## Task goal
Give only the number of lines in the records that include "Debug".

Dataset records

◇ ◇ ◇ ◇ ◇

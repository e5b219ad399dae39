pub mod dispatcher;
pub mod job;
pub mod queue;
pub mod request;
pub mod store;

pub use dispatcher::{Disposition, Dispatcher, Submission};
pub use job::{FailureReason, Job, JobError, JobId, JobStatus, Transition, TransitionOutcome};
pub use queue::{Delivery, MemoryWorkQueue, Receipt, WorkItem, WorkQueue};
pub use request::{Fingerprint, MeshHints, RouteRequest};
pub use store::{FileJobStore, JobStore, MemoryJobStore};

◇ ◇ ◇ ◇ ◇

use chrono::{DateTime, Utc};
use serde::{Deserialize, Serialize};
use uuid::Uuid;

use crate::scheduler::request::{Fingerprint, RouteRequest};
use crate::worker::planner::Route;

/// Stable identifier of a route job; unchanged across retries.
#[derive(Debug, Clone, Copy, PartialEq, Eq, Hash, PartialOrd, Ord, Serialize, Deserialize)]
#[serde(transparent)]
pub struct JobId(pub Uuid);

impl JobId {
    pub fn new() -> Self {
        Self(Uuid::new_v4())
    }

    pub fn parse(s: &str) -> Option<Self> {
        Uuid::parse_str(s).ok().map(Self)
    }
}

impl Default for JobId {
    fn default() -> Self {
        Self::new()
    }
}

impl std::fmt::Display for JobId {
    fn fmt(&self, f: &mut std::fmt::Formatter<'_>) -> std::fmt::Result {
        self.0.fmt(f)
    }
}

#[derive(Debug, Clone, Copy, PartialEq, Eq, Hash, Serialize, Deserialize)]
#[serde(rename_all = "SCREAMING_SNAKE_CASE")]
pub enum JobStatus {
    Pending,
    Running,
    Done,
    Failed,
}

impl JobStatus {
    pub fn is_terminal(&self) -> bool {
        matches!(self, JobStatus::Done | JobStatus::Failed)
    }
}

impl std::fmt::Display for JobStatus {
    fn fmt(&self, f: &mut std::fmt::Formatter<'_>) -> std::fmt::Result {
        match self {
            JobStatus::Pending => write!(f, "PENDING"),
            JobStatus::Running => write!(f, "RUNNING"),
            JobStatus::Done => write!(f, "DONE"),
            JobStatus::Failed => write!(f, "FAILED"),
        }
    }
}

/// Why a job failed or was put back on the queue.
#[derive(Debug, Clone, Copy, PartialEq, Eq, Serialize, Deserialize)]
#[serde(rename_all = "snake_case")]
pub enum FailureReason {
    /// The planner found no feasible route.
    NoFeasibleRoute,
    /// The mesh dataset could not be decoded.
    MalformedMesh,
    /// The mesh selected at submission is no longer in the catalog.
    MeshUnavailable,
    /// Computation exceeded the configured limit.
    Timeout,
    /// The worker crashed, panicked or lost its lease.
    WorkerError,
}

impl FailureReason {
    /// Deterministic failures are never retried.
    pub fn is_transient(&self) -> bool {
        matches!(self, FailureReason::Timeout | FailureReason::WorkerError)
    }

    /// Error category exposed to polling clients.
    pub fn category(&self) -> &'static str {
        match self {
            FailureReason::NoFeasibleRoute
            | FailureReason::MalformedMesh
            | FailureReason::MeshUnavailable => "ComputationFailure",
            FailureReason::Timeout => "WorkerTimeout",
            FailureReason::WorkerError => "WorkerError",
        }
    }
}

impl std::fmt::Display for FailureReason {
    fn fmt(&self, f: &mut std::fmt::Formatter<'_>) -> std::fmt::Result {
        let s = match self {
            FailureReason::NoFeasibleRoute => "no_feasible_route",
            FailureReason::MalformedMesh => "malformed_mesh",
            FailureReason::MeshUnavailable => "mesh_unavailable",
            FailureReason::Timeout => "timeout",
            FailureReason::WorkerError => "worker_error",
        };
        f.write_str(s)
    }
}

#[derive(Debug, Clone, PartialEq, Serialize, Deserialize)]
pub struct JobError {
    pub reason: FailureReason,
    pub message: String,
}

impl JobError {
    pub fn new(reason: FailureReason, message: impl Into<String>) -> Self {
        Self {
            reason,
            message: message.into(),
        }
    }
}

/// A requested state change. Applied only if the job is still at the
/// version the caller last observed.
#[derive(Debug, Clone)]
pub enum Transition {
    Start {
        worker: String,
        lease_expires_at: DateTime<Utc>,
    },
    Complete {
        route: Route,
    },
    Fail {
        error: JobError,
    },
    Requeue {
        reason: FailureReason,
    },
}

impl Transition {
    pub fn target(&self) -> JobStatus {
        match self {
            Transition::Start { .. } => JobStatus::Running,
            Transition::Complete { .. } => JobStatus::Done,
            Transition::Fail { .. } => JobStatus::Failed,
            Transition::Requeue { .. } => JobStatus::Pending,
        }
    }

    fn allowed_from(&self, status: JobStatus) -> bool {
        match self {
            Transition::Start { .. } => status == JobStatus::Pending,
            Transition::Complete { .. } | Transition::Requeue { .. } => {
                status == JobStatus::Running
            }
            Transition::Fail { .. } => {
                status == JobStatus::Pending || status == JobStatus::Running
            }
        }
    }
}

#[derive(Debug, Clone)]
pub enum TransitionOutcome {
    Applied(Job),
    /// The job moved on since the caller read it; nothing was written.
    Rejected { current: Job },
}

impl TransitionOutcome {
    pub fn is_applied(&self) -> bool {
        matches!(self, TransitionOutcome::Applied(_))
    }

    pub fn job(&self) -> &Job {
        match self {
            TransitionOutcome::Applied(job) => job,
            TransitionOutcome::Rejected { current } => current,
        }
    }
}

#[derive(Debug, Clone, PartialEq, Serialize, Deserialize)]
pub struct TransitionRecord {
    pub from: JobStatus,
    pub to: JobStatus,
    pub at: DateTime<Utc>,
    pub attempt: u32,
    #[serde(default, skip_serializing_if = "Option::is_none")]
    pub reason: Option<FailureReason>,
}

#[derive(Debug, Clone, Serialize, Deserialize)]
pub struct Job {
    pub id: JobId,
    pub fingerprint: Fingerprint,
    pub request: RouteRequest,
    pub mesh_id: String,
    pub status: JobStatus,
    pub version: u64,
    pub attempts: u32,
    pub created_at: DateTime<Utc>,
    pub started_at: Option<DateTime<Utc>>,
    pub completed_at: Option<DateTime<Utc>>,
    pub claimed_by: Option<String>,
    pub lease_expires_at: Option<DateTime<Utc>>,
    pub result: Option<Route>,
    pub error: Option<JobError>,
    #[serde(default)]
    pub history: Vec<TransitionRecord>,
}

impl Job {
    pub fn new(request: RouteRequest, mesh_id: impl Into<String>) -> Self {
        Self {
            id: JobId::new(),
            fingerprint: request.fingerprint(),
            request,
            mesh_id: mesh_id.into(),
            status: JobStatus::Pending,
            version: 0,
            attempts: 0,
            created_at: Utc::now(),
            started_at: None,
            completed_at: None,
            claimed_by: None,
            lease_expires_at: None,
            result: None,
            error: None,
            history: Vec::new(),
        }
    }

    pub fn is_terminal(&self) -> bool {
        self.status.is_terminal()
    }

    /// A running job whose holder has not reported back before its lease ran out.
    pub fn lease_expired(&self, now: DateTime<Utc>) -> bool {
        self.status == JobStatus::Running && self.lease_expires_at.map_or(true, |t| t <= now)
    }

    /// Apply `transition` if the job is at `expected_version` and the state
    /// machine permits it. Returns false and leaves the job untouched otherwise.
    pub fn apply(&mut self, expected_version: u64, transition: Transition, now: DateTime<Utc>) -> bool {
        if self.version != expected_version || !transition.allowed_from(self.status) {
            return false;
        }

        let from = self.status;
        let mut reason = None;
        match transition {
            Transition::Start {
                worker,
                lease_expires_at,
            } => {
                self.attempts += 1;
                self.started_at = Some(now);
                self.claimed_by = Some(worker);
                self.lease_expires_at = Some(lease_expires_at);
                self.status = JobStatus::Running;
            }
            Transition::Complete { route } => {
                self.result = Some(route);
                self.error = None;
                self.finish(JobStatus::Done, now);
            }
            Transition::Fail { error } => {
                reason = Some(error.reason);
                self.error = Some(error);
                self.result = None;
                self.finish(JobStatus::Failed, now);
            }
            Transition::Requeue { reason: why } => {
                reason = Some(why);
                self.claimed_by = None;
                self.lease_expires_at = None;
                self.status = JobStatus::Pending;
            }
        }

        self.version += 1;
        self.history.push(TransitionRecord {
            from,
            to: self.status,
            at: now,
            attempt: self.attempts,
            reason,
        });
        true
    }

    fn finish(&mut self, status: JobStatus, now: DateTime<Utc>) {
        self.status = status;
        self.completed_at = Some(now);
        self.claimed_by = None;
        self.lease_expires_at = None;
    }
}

◇ ◇ ◇ ◇ ◇

## Task output
8